Ensuite, vous devez formaliser votre idée, qui est au commencement un « embryon d’idée », née de votre envie et de votre instinct de futur entrepreneur.
Quelle est l’origine de votre idée ?
Tout projet de création d’entreprise débute par une envie, un désir d’indépendance, une idée :
nouvelle (une innovation, un besoin non satisfait, une niche) ;
que vous avez déjà expérimentée (la continuité de votre expérience professionnelle) ;
déjà exploitée par d’autres (vous proposez une offre qui est proche de celle de concurrents).
Est-ce que l’origine de votre idée est :
une expertise dans un domaine particulier ? Par exemple : vous êtes un expert dans le domaine du contrôle réglementaire de l’environnement, vous avez travaillé pendant 15 ans et suivi de nombreuses formations dans ce domaine et vous décidez de monter votre structure ;
la connaissance d’un secteur d’activité ? Par exemple : vous connaissez le secteur immobilier car vous y travaillez depuis 10 ans, et vous souhaitez monter votre propre structure ;
un nouveau produit et/ou service ? Par exemple : vous lancez un nouveau service d’aide à la personne car vous avez été confronté à ce besoin sans trouver de prestataires qui y répondait ;
une passion, un rêve ? Par exemple : vous êtes passionné de sport et vous souhaitez ouvrir votre magasin spécialisé.

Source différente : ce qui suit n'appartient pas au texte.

impl SharerInner {
    async fn run_start(
        &self,
        ticket: &StartTicket,
        progress: &mut StartProgress,
    ) -> Result<(), ShareError> {
        checkpoint(ticket)?;
        let identity = self.auth.current_user().ok_or(ShareError::NotAuthenticated)?;
        debug!(user = identity.sharer_name(), "User authenticated");

        self.probe_store().await;

        if !self.location.request_foreground_permission().await.is_granted() {
            return Err(ShareError::PermissionDenied(PermissionKind::Foreground));
        }

        let background = self.config.mode == SharingMode::Background;
        if background && !self.location.request_background_permission().await.is_granted() {
            return Err(ShareError::PermissionDenied(PermissionKind::Background));
        }

        if !self.location.has_services_enabled().await {
            return Err(ShareError::ServicesDisabled);
        }

        let registrar = match (background, self.registrar.as_ref()) {
            (true, Some(registrar)) => Some(registrar),
            (true, None) => return Err(ShareError::TaskNotRegistered),
            (false, _) => None,
        };

        if let Some(registrar) = registrar {
            if registrar.has_active_registration(BACKGROUND_TASK_NAME).await? {
                info!("Stopping leftover background registration");
                registrar.stop_continuous_updates(BACKGROUND_TASK_NAME).await?;
                tokio::time::sleep(self.config.registration_settle).await;
            }
        }
        checkpoint(ticket)?;

        self.flags.remove(BUS_NAME_KEY).await?;
        progress.flag_written = true;
        self.flags.set(BUS_NAME_KEY, &ticket.label).await?;
        let stored = self.flags.get(BUS_NAME_KEY).await?;
        if stored.as_deref() != Some(ticket.label.as_str()) {
            return Err(ShareError::StorageVerification {
                expected: ticket.label.clone(),
                found: stored,
            });
        }

        if let Some(registrar) = registrar {
            if !registrar.is_task_registered(BACKGROUND_TASK_NAME).await {
                return Err(ShareError::TaskNotRegistered);
            }
        }
        checkpoint(ticket)?;

        let read = tokio::select! {
            biased;
            _ = ticket.token.cancelled() => None,
            result = self.location.current_position(self.config.initial_request()) => Some(result),
        };
        let fix = read.ok_or(ShareError::Cancelled)??;

        let record = BusRecord::from_fix(
            &fix,
            self.clock.now_ms(),
            DeviceType::StudentShare,
            identity.sharer_name(),
        )?;

        {
            let _gate = self.write_gate.lock().await;
            progress.record_written = true;
            let plan = WritePlan {
                timeout: self.config.write_timeout,
                policy: &self.config.retry,
                cancel: Some(&ticket.token),
            };
            write_record(self.store.as_ref(), self.clock.as_ref(), &ticket.key, record, plan).await?;
        }
        info!(bus = %ticket.key, "Initial location sent");

        if let Some(next) = self.session.lock().record_speed(fix.speed_or_zero()) {
            self.interval_tx.send_replace(next);
        }

        if let Some(registrar) = registrar {
            checkpoint(ticket)?;
            let options = ContinuousUpdateOptions::for_bus(
                &ticket.label,
                self.config.continuous_interval,
                self.config.distance_filter_m,
            );
            registrar
                .start_continuous_updates(BACKGROUND_TASK_NAME, options)
                .await?;
            progress.registered = true;
            debug!(task = BACKGROUND_TASK_NAME, "Background updates registered");
        }

        checkpoint(ticket)
    }

    /// Non-blocking connectivity check; failure only logs.
    async fn probe_store(&self) {
        match within(self.config.connectivity_probe_timeout, self.store.get(BUSES_PATH)).await {
            Ok(_) => debug!("Store connectivity check passed"),
            Err(e) => warn!(error = %e, "Store connectivity check failed, continuing"),
        }
    }

    async fn rollback(&self, ticket: &StartTicket, progress: &StartProgress) {
        if progress.registered || self.config.mode == SharingMode::Background {
            self.stop_registration().await;
        }

        if progress.flag_written {
            if let Err(e) = self.flags.remove(BUS_NAME_KEY).await {
                warn!(error = %e, "Failed to clear bus name during rollback");
            }
        }

        if progress.record_written {
            let _gate = self.write_gate.lock().await;
            if let Err(e) = within(self.config.write_timeout, self.store.remove(&ticket.key.path())).await {
                warn!(bus = %ticket.key, error = %e, "Failed to remove record during rollback");
            }
        }
    }

    async fn update_location(&self) -> TickOutcome {
        let (key, token) = {
            let session = self.session.lock();
            if session.state() != SessionState::Sharing {
                return TickOutcome::Inactive;
            }
            match session.active_key() {
                Some(key) => (key.clone(), session.token()),
                None => return TickOutcome::Inactive,
            }
        };

        let Ok(_gate) = self.write_gate.try_lock() else {
            trace!(bus = %key, "Update already in flight");
            return TickOutcome::Busy;
        };

        let read = tokio::select! {
            biased;
            _ = token.cancelled() => None,
            result = self.location.current_position(self.config.tick_request()) => Some(result),
        };
        let fix = match read {
            None => return TickOutcome::Cancelled,
            Some(Ok(fix)) => fix,
            Some(Err(LocationError::Timeout)) => {
                debug!(bus = %key, "Location timeout, will retry on next interval");
                return TickOutcome::Deferred;
            }
            Some(Err(e)) => {
                warn!(bus = %key, error = %e, "Location read failed");
                match e {
                    LocationError::Unavailable => self.alert(ShareAlert::GpsUnavailable),
                    LocationError::ServicesDisabled => self.alert(ShareAlert::ServicesDisabled),
                    _ => {}
                }
                self.session.lock().record_failed_tick();
                return TickOutcome::LocationFailed(e);
            }
        };

        let shared_by = self
            .auth
            .current_user()
            .map(|user| user.sharer_name().to_string())
            .unwrap_or_else(|| ANONYMOUS_SHARER.to_string());

        let record = match BusRecord::from_fix(
            &fix,
            self.clock.now_ms(),
            DeviceType::StudentShare,
            shared_by,
        ) {
            Ok(record) => record,
            Err(e) => {
                warn!(bus = %key, error = %e, "Discarding out-of-range fix");
                return TickOutcome::InvalidFix;
            }
        };

        let plan = WritePlan {
            timeout: self.config.write_timeout,
            policy: &self.config.retry,
            cancel: Some(&token),
        };

        match write_record(self.store.as_ref(), self.clock.as_ref(), &key, record, plan).await {
            Ok(attempts) => {
                let (interval, changed) = {
                    let mut session = self.session.lock();
                    if session.state() != SessionState::Sharing {
                        return TickOutcome::Cancelled;
                    }
                    session.record_write();
                    let changed = session.record_speed(fix.speed_or_zero());
                    (session.interval(), changed)
                };
                if let Some(next) = changed {
                    info!(
                        bus = %key,
                        interval_ms = next.as_millis() as u64,
                        "Sampling interval adjusted"
                    );
                    self.interval_tx.send_replace(next);
                }
                TickOutcome::Written { attempts, interval }
            }
            Err(WriteError::Cancelled) => TickOutcome::Cancelled,
            Err(e) => {
                self.session.lock().record_failed_tick();
                match &e {
                    WriteError::Exhausted { attempts, source } => {
                        error!(bus = %key, attempts, error = %source, "Location update failed, giving up for this tick");
                        self.alert(ShareAlert::WriteRetriesExhausted {
                            bus: key.to_string(),
                            attempts: *attempts,
                        });
                    }
                    WriteError::Rejected(source) => {
                        error!(bus = %key, error = %source, "Location update rejected by store");
                        self.alert(ShareAlert::WriteRejected {
                            bus: key.to_string(),
                            reason: source.to_string(),
                        });
                    }
                    WriteError::Cancelled => {}
                }
                TickOutcome::WriteFailed(e)
            }
        }
    }

    /// Tear down a stopping session and delete its record.
    async fn release(&self, release: Release) -> StopOutcome {
        info!(bus = %release.key, "Stopping location sharing");

        let timer = self.timer.lock().take();
        if let Some(handle) = timer {
            if let Err(e) = handle.await {
                if !e.is_cancelled() {
                    warn!(error = %e, "Update timer ended abnormally");
                }
            }
        }
        self.interval_tx.send_replace(self.config.default_interval);

        self.stop_registration().await;

        if let Err(e) = self.flags.remove(BUS_NAME_KEY).await {
            warn!(error = %e, "Failed to clear bus name");
        }

        let record_removed = {
            let _gate = self.write_gate.lock().await;
            match within(self.config.write_timeout, self.store.remove(&release.key.path())).await {
                Ok(()) => true,
                Err(e) => {
                    warn!(bus = %release.key, error = %e, "Failed to remove bus record");
                    false
                }
            }
        };

        self.session.lock().finish_stop();
        info!(bus = %release.key, record_removed, "Location sharing stopped");

        StopOutcome::Stopped {
            label: release.label,
            record_removed,
        }
    }

    async fn stop_registration(&self) {
        let Some(registrar) = self.registrar.as_ref() else {
            return;
        };
        match registrar.has_active_registration(BACKGROUND_TASK_NAME).await {
            Ok(true) => match registrar.stop_continuous_updates(BACKGROUND_TASK_NAME).await {
                Ok(()) => debug!(task = BACKGROUND_TASK_NAME, "Background updates stopped"),
                Err(e) => warn!(error = %e, "Failed to stop background updates"),
            },
            Ok(false) => {}
            Err(e) => warn!(error = %e, "Failed to query background registration"),
        }
    }

    fn alert(&self, alert: ShareAlert) {
        // No subscribers is fine.
        let _ = self.alerts.send(alert);
    }
}
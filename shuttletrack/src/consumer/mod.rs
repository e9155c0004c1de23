//! Map consumer: live view of every bus plus garbage collection.
//!
//! - [`filter`]: staleness and coordinate filtering of a `buses` snapshot
//! - [`cluster`]: greedy proximity clustering for dense views
//! - [`marker`]: marker styling and render layout
//! - [`camera`]: camera fitting and "locate me"
//! - [`cleanup`]: the periodic expired-record sweep
//! - [`map`]: [`BusMap`], which ties the above to a live subscription

pub mod camera;
pub mod cleanup;
pub mod cluster;
pub mod filter;
pub mod map;
pub mod marker;

pub use camera::{fit_camera, locate_user, CameraTarget, LocateError};
pub use cleanup::{CleanupConfig, CleanupStats, CleanupSweeper, SweepOutcome, SweepReport};
pub use cluster::{cluster_buses, Cluster, ClusterConfig};
pub use filter::{filter_active, ActiveBus};
pub use map::{BusMap, BusMapConfig, ConnectionState, MapView};
pub use marker::{layout_markers, marker_style, MapMarker, MarkerIcon, MarkerStyle};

Une fois que vous avez défini votre « embryon » d’idée, vous devez lui donner corps, afin de pouvoir la protéger, faire une recherche sur le métier envisagé pour déterminer s’il est réglementé, s’il demande des formations particulières, des autorisations, etc. Ainsi, votre idée va évoluer et cela prendra un certain temps.
Vous remarquerez aussi que :
si vous avez un rêve, une passion, un passe-temps que vous n’avez pas exercé dans votre vie professionnelle, c’est peut-être le moment de le réaliser dans votre vie d’entrepreneur ;
CAS PRATIQUE M. X a exercé la profession de cadre dans des grandes entreprises. Comme il a toujours été passionné par la cuisine, il a pris des cours pendant son temps libre afin de se spécialiser, cuisinait pour ses proches. Pour finir, il a décidé de monter un restaurant...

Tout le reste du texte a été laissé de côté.